Konstantinos joined the Group on 6th August 2012 and returned to his job with the Greek minstry of education in Athens on 10th October 2014.
Sasha studied for an MSci in nuclear physics at the Moscow State University in Russia and made his Ph.D. thesis in theoretical particle physics at the same university. As a postgraduate student Sasha was a long-time visitor at the European Organization for Nuclear Research - CERN (Geneva, Switzerland) from MSU and did research on properties of the Higgs boson and the top quark for the CMS collaboration. Sasha has had postdoc positions at the University of Cambridge and at the University of Oxford. His main scientific projects over the last 8 years before transition to bioinformatics were Monte-Carlo generators of events of elementary particle collisions, large programs used by particle physicists in search for new elementary particles on huge particle accelerators such as the LHC at CERN. Apart from an interest in scientific programming Sasha has always had a strong interest in data analysis techniques, especially in neural networks and other "soft computing" methods.

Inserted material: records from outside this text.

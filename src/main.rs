use std::fs;
use std::path::PathBuf;
use std::process;
use std::sync::Arc;

use clap::Parser;
use compute_context::{Context, ContextError, Ownership, Result, Scope, Substitutions};
use itertools::Itertools;
use serde_json::{json, Value};
use tracing::debug;
use tracing_subscriber::EnvFilter;

/// Expand `$name`, `#` and `~` markers in strings against a context built on the command line.
#[derive(Parser, Debug)]
#[command(author, version, about)]
struct Args {
    /// Strings to substitute.
    strings: Vec<String>,
    /// Frame number (defaults to 1).
    #[arg(long)]
    frame: Option<f64>,
    /// Context entry; VALUE is parsed as JSON when possible, else kept as a string.
    #[arg(long = "context", num_args = 2, value_names = ["NAME", "VALUE"])]
    context: Vec<String>,
    /// JSON object of context entries, applied before any --context.
    #[arg(long)]
    context_file: Option<PathBuf>,
    /// How the scoped context holds the values it was built from.
    #[arg(long, default_value = "shared")]
    ownership: Ownership,
    /// Copy `$name` markers through unchanged.
    #[arg(long)]
    no_variables: bool,
    /// Copy `#` markers through unchanged.
    #[arg(long)]
    no_frame: bool,
    /// Copy a leading `~` through unchanged.
    #[arg(long)]
    no_tilde: bool,
    /// Also print the context hash.
    #[arg(long)]
    hash: bool,
    /// Print a JSON report instead of plain lines.
    #[arg(long)]
    json: bool,
}

impl Args {
    fn substitutions(&self) -> Substitutions {
        let mut subs = Substitutions::all();
        if self.no_variables {
            subs = subs.without_variables();
        }
        if self.no_frame {
            subs = subs.without_frame();
        }
        if self.no_tilde {
            subs = subs.without_tilde();
        }
        subs
    }
}

fn main() {
    tracing_subscriber::fmt()
        .with_env_filter(EnvFilter::try_from_default_env().unwrap_or_else(|_| EnvFilter::new("warn")))
        .with_writer(std::io::stderr)
        .init();

    let args = Args::parse();
    if let Err(e) = run(&args) {
        eprintln!("ERROR: {e}");
        process::exit(1);
    }
}

fn run(args: &Args) -> Result<()> {
    let base = build_context(args)?;
    let working = Arc::new(base.copy(args.ownership));
    debug!(context = ?working, "built context");

    let _scope = Scope::new(&working);
    let current = Context::current();
    let subs = args.substitutions();
    let outputs: Vec<String> = args
        .strings
        .iter()
        .map(|s| current.substitute_with(s, subs))
        .collect::<Result<_>>()?;

    if args.json {
        let report = json!({
            "context": &*current,
            "hash": current.hash().to_hex(),
            "results": args
                .strings
                .iter()
                .zip(&outputs)
                .map(|(input, output)| json!({ "input": input, "output": output }))
                .collect::<Vec<_>>(),
        });
        let text = serde_json::to_string_pretty(&report)
            .map_err(|e| ContextError::InvalidArgument(format!("cannot encode report: {e}")))?;
        println!("{text}");
        return Ok(());
    }

    for output in &outputs {
        println!("{output}");
    }
    if args.hash {
        println!("hash: {}", current.hash());
    }
    Ok(())
}

fn build_context(args: &Args) -> Result<Context> {
    let mut context = match &args.context_file {
        Some(path) => {
            let text = fs::read_to_string(path).map_err(|e| {
                ContextError::InvalidArgument(format!("cannot read {}: {e}", path.display()))
            })?;
            let value: Value = serde_json::from_str(&text).map_err(|e| {
                ContextError::InvalidArgument(format!("{} is not valid JSON: {e}", path.display()))
            })?;
            Context::from_json_object(&value)?
        }
        None => Context::new(),
    };
    for (name, raw) in args.context.iter().tuples() {
        context.set(name, parse_value(raw));
    }
    if let Some(frame) = args.frame {
        context.set_frame(frame)?;
    }
    Ok(context)
}

fn parse_value(raw: &str) -> Value {
    serde_json::from_str(raw).unwrap_or_else(|_| Value::String(raw.to_string()))
}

Sasha joined the Group originally to work on the the study of alternative polyadenylation in Arabidopsis by deep sequencing techniques. This BBSRC funded project was jointly held with Dr Gordon Simpson from the Division of Plant Sciences. However, from from March 2013, Sasha moved onto a new BBSRC funded project to improve and support our web tools: Jpred, Kinomer, Jabaws and TarO.
Sasha joined the Group on 15th May 2010. He moved on to a job with GSK at Stevenage in April 2014.